═════ RECORDS SUPPLIED ═════

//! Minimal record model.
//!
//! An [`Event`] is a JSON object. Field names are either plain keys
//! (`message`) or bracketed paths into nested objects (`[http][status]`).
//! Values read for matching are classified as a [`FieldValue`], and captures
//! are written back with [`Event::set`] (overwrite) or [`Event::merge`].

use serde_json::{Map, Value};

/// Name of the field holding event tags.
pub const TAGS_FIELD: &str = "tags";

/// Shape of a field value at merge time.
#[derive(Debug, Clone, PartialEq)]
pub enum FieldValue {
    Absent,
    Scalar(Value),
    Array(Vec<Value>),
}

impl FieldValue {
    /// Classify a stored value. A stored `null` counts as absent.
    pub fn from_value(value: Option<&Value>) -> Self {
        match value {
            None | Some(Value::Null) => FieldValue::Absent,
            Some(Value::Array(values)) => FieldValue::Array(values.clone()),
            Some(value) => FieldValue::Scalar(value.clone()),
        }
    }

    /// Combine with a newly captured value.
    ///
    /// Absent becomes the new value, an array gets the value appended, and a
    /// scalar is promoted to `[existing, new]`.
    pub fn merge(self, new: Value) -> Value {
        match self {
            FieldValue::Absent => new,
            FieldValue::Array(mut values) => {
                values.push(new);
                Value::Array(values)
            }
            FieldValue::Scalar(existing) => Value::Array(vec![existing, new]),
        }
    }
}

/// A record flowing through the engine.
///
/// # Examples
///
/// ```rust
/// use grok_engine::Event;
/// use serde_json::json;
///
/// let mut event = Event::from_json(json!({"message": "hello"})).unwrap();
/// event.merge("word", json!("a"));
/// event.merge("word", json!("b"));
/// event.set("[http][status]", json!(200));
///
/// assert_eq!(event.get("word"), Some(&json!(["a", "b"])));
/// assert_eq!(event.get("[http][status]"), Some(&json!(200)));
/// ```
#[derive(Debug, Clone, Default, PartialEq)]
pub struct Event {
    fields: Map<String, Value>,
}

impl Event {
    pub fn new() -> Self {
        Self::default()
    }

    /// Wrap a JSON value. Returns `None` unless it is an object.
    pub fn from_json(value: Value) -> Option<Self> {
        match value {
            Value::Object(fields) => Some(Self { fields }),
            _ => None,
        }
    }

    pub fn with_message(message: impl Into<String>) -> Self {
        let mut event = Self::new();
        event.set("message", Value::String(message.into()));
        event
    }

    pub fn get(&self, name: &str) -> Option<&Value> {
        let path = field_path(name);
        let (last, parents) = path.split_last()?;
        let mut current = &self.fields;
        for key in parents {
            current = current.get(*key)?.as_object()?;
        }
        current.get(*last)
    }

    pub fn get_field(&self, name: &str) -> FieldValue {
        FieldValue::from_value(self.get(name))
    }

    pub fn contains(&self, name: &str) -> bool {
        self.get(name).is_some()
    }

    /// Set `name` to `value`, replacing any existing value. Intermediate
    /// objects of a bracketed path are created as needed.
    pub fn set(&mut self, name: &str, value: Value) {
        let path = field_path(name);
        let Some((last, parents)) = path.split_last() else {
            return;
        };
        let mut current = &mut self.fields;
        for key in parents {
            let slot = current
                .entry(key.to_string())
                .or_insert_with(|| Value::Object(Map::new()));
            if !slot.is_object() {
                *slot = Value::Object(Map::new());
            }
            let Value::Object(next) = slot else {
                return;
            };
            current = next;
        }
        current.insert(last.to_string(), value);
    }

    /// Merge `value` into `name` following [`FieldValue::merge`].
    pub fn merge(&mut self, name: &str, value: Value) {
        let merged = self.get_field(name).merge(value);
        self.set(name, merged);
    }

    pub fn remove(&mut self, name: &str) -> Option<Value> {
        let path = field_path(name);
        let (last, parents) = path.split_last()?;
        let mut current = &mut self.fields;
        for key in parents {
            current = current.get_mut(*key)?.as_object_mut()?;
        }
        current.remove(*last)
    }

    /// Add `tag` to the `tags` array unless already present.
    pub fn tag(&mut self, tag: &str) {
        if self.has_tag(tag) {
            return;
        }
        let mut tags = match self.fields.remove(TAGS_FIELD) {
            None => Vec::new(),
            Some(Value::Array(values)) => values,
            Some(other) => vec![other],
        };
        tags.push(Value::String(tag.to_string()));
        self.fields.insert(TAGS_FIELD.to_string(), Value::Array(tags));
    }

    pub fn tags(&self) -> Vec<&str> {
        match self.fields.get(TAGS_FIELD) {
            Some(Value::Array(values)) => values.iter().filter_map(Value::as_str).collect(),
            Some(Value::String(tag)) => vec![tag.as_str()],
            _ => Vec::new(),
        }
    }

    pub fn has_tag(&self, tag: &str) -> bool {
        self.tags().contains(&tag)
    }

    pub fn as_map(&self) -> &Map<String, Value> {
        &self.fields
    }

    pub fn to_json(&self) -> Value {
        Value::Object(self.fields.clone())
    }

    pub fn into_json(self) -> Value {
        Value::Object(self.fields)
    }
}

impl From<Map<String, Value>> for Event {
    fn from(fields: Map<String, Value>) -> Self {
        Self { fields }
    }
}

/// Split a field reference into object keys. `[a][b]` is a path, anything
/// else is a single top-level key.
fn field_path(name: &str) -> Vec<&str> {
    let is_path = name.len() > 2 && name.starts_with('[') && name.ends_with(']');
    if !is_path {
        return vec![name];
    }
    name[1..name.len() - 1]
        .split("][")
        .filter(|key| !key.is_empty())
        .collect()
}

═════
═════ RECORDS SUPPLIED ═════

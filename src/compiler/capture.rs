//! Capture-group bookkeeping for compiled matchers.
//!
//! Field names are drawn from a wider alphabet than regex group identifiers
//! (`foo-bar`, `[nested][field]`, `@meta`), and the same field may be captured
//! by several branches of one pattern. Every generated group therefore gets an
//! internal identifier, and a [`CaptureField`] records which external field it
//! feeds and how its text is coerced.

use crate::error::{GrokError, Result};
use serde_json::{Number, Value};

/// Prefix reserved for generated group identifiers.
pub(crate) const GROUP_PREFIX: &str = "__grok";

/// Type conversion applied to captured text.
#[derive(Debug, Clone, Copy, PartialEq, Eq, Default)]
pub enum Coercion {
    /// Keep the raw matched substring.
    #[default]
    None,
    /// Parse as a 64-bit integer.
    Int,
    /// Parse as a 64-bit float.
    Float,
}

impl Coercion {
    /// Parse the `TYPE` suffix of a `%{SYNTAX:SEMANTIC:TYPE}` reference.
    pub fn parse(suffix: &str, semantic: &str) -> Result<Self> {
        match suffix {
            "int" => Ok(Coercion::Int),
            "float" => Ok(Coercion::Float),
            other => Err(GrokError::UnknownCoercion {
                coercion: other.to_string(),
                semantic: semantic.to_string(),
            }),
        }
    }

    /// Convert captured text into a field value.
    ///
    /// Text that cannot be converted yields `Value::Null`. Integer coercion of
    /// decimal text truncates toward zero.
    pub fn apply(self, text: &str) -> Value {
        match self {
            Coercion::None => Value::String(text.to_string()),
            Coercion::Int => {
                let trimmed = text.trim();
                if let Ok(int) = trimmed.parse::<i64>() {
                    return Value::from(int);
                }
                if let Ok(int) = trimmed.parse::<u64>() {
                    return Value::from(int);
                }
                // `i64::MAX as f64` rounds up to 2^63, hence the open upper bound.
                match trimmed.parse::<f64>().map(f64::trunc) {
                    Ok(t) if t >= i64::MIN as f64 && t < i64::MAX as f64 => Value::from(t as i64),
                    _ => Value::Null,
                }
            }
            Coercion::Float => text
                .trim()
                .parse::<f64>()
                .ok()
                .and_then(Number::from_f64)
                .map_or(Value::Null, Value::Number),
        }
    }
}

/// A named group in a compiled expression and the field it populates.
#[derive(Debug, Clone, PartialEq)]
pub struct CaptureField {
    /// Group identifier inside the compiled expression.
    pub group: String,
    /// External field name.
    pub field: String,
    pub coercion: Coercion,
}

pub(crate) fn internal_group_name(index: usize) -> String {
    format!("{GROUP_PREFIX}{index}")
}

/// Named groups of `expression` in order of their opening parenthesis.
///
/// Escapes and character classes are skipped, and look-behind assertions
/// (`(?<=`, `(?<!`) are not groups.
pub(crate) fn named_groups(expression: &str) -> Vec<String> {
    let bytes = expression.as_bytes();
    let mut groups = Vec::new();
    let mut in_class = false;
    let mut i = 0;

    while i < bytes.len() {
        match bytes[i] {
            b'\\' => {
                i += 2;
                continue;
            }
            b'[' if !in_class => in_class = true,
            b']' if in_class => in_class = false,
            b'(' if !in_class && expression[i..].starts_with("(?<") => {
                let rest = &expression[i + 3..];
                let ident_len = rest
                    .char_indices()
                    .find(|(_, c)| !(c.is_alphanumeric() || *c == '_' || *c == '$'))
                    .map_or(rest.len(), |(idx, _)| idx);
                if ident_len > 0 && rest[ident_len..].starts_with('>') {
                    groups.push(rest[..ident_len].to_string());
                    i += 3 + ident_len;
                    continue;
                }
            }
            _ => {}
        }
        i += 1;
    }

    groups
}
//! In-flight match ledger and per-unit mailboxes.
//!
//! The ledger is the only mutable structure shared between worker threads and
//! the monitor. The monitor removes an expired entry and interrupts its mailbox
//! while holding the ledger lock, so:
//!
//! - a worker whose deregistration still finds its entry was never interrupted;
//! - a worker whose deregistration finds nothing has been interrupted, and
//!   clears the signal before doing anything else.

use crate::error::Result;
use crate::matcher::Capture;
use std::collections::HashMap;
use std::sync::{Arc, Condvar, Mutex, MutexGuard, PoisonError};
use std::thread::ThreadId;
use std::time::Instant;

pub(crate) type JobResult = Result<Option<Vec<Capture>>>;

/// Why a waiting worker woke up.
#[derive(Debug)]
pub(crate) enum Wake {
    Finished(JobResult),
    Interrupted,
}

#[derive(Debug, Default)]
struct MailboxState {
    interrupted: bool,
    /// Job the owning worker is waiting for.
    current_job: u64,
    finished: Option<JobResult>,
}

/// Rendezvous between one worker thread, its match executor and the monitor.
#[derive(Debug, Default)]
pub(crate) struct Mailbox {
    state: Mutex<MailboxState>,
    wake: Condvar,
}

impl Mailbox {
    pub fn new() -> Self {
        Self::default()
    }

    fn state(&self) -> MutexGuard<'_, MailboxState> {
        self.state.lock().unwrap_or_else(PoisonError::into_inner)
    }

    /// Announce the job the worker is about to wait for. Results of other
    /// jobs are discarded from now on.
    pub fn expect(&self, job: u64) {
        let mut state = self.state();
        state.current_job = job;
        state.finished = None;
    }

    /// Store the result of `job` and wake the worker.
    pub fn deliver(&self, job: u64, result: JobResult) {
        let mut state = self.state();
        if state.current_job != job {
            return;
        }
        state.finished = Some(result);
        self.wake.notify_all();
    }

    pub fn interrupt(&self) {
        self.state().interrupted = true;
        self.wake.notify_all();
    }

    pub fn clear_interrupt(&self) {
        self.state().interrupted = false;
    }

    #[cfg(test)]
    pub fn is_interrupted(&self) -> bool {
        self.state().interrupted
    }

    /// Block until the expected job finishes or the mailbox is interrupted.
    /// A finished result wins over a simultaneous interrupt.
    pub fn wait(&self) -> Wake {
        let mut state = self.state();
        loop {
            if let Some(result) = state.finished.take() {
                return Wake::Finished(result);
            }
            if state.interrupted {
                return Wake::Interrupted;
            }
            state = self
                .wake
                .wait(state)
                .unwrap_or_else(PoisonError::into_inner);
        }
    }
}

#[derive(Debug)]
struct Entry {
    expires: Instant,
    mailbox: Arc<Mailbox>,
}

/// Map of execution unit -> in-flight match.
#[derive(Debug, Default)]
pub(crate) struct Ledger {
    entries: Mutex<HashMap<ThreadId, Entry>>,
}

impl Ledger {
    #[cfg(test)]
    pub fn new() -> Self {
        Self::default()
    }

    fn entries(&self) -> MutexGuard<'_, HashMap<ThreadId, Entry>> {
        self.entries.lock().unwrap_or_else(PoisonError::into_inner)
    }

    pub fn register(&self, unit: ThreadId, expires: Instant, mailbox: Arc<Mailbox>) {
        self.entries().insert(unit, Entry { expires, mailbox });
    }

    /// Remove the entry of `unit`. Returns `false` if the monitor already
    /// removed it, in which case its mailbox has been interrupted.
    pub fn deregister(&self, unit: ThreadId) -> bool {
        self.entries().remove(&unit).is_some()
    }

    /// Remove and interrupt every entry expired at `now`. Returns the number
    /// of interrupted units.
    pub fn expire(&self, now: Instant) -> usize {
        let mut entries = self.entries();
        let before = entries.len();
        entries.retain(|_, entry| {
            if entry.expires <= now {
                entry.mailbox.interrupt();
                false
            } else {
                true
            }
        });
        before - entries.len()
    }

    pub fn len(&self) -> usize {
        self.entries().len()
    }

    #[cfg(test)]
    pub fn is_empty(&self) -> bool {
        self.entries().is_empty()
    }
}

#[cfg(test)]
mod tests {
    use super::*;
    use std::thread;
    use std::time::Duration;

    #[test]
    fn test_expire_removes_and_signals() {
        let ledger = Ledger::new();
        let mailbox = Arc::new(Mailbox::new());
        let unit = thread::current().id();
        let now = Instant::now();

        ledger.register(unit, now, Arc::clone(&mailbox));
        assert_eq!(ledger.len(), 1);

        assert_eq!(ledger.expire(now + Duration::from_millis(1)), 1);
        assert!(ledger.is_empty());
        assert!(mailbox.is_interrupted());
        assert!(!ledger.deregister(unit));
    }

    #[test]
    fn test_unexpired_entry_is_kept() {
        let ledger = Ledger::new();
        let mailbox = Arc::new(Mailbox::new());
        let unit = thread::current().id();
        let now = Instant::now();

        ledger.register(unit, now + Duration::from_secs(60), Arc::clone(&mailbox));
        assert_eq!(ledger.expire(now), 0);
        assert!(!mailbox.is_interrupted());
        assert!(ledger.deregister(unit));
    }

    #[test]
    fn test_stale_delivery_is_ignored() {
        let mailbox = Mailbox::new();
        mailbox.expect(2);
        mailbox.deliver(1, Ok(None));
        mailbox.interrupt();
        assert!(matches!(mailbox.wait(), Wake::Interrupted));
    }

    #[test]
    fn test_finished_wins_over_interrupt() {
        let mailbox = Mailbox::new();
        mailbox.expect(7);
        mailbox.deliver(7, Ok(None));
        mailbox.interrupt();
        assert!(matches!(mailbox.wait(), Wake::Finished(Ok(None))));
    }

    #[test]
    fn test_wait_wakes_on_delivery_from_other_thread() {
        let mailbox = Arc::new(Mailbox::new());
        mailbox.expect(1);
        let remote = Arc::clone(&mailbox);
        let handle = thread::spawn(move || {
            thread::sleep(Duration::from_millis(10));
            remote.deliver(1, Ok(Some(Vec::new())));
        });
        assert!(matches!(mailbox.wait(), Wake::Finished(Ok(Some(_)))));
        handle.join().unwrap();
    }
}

═════
═════ RECORDS SUPPLIED ═════

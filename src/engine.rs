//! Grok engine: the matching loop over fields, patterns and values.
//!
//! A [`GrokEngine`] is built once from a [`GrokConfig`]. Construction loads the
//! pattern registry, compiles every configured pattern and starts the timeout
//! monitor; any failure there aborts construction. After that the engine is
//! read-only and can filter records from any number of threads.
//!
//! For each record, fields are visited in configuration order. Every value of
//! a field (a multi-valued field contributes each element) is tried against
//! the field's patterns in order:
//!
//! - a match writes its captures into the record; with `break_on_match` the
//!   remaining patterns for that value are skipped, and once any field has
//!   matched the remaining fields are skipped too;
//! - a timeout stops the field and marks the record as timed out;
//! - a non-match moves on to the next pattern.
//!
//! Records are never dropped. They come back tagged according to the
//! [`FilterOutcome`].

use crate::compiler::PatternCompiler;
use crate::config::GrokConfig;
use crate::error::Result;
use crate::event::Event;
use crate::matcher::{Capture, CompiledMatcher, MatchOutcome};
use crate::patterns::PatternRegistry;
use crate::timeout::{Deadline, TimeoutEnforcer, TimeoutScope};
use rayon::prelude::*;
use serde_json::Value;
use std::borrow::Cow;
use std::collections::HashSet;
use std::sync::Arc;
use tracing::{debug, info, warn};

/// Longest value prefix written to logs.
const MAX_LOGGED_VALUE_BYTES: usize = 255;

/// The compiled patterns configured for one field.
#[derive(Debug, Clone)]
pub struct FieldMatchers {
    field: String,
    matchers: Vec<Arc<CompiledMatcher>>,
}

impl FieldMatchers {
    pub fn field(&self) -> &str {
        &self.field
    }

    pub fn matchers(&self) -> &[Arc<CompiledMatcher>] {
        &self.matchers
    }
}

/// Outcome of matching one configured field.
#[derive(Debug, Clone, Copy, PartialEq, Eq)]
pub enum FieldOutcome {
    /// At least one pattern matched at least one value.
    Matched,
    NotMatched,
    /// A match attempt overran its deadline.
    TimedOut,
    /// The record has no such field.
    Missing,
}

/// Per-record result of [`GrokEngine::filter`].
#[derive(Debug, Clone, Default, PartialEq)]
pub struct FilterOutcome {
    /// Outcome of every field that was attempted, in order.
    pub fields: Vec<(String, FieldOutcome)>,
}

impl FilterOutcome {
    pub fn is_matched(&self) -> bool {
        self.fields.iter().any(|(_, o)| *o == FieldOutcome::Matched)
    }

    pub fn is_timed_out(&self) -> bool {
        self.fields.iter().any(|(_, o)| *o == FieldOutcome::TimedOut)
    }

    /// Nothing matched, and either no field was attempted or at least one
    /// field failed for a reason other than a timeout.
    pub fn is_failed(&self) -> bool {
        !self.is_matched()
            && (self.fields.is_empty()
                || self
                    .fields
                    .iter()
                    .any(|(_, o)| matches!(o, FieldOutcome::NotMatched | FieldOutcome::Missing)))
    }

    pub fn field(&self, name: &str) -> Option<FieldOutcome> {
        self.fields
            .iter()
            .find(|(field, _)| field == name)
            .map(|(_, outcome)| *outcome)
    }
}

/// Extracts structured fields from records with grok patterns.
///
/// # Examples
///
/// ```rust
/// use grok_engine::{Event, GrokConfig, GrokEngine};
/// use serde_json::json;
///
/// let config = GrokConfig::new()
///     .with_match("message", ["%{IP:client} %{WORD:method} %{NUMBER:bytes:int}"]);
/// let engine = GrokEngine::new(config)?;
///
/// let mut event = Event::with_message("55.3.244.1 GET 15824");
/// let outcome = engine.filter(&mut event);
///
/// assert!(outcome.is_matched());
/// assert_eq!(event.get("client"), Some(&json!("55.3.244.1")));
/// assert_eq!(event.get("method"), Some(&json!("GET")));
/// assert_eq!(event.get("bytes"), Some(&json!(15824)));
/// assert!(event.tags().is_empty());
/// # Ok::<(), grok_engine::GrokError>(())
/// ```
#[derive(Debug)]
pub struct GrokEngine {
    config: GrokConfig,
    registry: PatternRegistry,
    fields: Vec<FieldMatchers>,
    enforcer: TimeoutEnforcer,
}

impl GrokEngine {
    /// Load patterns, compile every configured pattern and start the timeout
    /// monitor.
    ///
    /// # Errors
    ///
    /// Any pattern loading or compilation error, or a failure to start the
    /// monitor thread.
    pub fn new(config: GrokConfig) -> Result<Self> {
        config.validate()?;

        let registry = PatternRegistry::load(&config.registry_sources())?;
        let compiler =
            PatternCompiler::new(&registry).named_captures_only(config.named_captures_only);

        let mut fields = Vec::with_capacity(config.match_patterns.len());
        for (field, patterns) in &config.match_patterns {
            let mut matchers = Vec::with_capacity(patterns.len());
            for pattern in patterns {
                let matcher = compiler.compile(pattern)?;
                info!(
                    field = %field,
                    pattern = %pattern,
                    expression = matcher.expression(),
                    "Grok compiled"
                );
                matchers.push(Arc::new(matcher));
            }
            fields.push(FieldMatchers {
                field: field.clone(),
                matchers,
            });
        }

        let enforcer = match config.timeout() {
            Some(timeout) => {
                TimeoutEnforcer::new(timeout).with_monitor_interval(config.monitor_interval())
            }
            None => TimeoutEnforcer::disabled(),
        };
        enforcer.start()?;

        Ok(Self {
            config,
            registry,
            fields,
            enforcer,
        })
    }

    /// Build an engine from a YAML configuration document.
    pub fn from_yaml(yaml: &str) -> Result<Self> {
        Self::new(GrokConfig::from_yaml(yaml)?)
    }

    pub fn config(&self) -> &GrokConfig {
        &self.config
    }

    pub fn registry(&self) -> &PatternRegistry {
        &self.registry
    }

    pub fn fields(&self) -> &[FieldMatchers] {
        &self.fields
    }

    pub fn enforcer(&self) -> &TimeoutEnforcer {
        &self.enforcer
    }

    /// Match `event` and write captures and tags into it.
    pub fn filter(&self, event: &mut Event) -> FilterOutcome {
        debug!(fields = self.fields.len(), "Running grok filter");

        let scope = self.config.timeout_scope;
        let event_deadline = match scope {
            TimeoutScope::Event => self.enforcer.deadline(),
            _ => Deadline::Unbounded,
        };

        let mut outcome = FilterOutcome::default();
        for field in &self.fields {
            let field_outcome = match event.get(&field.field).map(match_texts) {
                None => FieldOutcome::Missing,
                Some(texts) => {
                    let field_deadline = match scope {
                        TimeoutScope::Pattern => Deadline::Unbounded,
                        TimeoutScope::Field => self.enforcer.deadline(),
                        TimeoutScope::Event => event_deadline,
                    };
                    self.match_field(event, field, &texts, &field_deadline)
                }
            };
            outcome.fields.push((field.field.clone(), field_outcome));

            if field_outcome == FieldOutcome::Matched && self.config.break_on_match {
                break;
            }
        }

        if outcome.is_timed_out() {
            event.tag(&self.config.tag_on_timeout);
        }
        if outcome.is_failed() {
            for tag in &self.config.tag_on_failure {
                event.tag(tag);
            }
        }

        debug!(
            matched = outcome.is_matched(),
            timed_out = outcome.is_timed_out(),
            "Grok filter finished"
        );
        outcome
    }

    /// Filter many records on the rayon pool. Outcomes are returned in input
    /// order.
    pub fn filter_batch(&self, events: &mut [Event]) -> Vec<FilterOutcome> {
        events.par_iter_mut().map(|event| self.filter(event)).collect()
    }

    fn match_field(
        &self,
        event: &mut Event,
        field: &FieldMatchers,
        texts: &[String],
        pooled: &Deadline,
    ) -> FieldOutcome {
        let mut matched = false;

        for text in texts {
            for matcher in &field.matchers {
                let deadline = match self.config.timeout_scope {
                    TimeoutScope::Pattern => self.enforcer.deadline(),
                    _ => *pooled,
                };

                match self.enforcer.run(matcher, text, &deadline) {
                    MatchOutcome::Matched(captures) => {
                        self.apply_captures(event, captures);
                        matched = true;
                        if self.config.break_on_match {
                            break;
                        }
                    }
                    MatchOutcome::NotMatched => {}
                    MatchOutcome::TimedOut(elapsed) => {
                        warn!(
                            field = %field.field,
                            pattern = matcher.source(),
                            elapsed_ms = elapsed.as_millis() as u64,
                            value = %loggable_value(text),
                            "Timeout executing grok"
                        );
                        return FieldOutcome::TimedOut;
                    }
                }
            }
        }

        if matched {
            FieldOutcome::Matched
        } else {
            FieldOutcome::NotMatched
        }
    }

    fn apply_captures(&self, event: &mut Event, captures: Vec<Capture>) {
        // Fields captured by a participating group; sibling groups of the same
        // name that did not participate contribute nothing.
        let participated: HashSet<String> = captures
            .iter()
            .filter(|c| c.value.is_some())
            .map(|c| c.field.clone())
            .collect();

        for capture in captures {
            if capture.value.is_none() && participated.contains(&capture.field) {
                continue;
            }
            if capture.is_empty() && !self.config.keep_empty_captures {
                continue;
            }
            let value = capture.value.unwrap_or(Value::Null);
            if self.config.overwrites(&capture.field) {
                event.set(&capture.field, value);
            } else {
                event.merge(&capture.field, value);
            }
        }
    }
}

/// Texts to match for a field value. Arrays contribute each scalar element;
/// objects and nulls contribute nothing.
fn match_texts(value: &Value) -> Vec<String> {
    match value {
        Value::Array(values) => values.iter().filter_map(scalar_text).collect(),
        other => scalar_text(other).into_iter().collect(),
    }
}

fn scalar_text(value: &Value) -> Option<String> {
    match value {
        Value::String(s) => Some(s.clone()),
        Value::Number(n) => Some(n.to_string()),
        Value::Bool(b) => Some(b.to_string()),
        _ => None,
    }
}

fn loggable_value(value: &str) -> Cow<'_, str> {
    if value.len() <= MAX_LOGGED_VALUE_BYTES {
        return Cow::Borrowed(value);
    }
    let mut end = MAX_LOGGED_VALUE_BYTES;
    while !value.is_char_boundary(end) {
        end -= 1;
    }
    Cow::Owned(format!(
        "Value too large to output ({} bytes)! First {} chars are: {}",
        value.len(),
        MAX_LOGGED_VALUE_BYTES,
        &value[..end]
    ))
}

═════

EXERCISE REQUIREMENTS
Working through the records, copy each line in which the word "Unbounded" appears.

RESPONSE FOR THIS EXERCISE
            _ => Deadline::Unbounded,
                        TimeoutScope::Pattern => Deadline::Unbounded,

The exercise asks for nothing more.